Stored data =>

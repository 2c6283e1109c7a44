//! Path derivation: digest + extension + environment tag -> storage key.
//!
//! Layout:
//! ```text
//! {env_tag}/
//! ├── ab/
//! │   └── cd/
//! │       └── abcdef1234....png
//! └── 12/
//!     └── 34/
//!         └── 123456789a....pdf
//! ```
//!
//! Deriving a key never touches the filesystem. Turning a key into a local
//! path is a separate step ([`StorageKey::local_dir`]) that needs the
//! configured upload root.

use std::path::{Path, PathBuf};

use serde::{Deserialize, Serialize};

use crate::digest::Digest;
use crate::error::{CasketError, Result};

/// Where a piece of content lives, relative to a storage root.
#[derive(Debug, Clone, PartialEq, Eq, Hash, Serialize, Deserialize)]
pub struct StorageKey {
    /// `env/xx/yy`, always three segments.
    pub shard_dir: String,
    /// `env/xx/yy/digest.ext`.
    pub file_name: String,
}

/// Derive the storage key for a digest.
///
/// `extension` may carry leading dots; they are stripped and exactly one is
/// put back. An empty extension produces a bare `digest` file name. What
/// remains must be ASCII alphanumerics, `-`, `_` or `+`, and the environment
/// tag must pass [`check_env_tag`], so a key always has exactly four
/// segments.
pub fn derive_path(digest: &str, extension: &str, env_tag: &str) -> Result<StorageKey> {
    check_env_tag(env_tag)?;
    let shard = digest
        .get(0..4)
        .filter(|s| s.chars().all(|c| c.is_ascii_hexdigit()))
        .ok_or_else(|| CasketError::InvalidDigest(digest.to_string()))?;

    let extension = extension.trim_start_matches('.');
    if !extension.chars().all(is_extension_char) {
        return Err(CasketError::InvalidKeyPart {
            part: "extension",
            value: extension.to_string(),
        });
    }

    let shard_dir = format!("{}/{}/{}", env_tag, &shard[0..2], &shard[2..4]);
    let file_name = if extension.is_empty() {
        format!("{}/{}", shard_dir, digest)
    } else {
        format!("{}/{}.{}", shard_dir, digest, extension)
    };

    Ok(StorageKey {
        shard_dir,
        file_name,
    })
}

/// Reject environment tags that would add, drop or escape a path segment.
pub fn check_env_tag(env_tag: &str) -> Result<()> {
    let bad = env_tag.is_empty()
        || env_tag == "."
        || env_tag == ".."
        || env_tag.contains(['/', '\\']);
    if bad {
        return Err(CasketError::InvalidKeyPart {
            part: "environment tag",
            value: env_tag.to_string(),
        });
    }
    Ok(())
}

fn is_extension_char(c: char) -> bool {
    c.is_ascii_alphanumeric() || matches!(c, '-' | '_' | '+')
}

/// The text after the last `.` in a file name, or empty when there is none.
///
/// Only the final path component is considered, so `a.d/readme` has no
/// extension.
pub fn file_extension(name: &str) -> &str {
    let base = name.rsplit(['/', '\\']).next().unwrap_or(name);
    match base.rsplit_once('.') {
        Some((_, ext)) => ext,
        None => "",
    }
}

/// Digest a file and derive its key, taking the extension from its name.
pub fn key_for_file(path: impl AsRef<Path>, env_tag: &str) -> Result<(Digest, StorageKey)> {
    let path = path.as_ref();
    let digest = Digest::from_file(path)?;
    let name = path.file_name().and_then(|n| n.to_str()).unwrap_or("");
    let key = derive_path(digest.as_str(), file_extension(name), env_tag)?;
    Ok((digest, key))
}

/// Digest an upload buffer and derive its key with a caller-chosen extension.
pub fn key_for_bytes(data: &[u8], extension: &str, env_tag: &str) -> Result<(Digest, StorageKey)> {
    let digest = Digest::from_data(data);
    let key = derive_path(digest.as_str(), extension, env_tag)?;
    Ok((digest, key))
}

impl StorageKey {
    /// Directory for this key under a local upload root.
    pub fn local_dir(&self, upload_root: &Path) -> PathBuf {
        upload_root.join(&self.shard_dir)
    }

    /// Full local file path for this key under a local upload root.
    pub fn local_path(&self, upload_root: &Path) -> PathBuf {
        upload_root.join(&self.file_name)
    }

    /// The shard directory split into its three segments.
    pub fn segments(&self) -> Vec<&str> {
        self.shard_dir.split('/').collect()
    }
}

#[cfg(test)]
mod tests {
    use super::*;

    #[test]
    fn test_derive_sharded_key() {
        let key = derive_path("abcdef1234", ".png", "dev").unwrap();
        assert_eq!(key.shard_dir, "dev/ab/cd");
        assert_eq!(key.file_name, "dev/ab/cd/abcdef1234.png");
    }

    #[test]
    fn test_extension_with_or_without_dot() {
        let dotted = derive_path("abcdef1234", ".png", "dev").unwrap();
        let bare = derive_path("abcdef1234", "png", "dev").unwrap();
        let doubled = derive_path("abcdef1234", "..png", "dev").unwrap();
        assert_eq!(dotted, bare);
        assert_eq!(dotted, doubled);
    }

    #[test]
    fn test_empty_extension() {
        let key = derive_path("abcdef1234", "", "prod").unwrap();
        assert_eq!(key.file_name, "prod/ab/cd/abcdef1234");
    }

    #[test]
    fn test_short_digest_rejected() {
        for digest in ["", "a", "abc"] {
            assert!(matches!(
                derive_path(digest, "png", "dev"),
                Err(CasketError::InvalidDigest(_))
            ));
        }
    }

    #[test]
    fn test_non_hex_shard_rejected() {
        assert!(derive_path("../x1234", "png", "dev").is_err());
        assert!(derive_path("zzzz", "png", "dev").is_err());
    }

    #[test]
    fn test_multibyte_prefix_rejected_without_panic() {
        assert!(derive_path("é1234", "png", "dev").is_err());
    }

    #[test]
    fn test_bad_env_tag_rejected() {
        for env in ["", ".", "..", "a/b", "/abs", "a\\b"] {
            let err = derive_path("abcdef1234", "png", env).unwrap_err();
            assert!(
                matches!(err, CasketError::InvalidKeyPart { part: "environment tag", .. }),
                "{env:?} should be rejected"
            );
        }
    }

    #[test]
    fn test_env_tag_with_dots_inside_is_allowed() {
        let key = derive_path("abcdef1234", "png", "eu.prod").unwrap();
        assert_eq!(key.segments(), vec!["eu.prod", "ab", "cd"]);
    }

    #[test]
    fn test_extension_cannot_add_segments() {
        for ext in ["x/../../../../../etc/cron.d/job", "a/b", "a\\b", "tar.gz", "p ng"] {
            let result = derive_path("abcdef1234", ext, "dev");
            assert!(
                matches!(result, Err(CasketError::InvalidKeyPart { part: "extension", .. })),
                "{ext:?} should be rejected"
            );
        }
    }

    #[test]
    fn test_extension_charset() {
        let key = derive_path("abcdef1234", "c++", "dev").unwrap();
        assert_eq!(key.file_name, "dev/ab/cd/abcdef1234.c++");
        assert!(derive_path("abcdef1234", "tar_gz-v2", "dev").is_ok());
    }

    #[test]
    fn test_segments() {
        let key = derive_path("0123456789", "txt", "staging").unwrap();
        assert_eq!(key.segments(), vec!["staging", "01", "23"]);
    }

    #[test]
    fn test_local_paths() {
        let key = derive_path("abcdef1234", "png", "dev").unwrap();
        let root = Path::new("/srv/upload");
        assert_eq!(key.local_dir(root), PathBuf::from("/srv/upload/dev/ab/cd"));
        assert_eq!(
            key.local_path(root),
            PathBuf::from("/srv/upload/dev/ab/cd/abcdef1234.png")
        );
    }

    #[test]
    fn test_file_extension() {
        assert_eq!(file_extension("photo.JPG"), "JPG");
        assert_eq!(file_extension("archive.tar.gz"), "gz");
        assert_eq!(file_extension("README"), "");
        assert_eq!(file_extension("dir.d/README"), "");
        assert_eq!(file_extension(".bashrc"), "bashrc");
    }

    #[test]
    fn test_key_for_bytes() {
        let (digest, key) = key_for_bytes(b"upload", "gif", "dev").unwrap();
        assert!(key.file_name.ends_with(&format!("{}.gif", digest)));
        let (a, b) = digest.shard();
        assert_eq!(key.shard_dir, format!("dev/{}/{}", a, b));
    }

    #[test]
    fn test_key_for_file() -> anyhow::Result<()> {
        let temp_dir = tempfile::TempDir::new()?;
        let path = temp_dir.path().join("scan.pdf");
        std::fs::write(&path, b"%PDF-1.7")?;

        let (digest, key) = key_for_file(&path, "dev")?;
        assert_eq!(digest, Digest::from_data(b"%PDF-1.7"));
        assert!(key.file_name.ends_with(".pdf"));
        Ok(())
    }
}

The task => When a line contains the string "that", copy it from the records.

Response to this exercise =>
//! path is a separate step ([`StorageKey::local_dir`]) that needs the
/// Reject environment tags that would add, drop or escape a path segment.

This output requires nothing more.